INPUT RECORDS:
--*--
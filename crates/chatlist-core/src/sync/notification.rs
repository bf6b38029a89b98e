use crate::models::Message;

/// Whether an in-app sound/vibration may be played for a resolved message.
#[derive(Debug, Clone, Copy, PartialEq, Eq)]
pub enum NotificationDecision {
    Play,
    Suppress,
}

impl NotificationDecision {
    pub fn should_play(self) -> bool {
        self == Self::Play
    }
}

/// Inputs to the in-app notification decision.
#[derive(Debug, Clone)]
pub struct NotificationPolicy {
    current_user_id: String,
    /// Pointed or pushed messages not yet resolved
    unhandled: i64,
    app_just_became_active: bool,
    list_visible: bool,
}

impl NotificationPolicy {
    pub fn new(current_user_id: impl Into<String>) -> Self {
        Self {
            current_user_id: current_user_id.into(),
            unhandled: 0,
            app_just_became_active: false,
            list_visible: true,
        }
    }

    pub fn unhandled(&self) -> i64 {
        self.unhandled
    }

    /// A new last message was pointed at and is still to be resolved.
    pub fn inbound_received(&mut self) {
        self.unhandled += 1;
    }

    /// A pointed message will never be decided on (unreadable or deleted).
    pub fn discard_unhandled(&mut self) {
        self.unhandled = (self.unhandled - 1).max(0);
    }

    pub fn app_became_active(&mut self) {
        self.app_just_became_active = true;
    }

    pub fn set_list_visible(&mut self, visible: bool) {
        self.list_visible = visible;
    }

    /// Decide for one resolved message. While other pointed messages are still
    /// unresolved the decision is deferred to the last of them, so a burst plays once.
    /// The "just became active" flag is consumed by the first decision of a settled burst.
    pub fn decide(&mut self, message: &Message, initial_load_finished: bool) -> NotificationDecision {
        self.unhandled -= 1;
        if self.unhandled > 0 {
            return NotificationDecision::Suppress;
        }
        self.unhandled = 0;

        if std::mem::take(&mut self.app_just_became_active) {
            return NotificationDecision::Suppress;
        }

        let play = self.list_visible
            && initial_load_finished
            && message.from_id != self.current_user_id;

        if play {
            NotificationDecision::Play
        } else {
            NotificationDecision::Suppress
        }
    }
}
--*--
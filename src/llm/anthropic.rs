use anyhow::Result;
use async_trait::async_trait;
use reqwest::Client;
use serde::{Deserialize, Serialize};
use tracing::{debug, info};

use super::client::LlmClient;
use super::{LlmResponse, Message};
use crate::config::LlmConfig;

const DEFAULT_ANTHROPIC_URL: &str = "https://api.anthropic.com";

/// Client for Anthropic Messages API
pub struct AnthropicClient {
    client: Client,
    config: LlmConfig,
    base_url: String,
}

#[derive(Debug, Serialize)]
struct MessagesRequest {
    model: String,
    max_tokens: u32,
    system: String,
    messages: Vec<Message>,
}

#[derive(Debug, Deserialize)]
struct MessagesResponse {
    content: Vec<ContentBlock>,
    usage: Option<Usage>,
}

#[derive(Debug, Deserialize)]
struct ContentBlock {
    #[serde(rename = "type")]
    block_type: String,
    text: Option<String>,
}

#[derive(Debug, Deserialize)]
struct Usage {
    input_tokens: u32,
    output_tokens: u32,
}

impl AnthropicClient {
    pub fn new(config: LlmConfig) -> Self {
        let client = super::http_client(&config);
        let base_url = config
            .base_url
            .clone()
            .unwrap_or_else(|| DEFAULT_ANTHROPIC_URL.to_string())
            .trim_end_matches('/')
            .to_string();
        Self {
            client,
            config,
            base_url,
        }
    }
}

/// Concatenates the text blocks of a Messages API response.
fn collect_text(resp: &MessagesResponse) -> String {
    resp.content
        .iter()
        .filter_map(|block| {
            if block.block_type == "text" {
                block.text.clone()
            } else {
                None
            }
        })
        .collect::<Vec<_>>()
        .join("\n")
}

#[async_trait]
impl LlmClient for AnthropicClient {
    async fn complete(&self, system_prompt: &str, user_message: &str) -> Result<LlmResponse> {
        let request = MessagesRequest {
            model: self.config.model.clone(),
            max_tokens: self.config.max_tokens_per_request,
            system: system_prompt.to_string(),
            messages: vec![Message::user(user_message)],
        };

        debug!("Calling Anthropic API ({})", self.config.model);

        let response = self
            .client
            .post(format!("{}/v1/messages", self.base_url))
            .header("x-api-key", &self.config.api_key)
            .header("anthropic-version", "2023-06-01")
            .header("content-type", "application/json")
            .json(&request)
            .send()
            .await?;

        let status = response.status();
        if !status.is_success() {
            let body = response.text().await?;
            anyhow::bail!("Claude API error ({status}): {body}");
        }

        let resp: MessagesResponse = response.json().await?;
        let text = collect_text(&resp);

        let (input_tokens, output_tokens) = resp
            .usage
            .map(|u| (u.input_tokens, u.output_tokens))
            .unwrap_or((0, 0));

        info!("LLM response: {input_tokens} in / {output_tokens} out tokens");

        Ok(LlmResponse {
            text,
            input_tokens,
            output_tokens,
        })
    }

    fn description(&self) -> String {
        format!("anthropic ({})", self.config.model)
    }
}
--*--
EXERCISE AIM: From the entries, report every line in which the string "struct" occurs.

TASK RESULT:
pub struct NotificationPolicy {
pub struct AnthropicClient {
struct MessagesRequest {
struct MessagesResponse {
struct ContentBlock {
struct Usage {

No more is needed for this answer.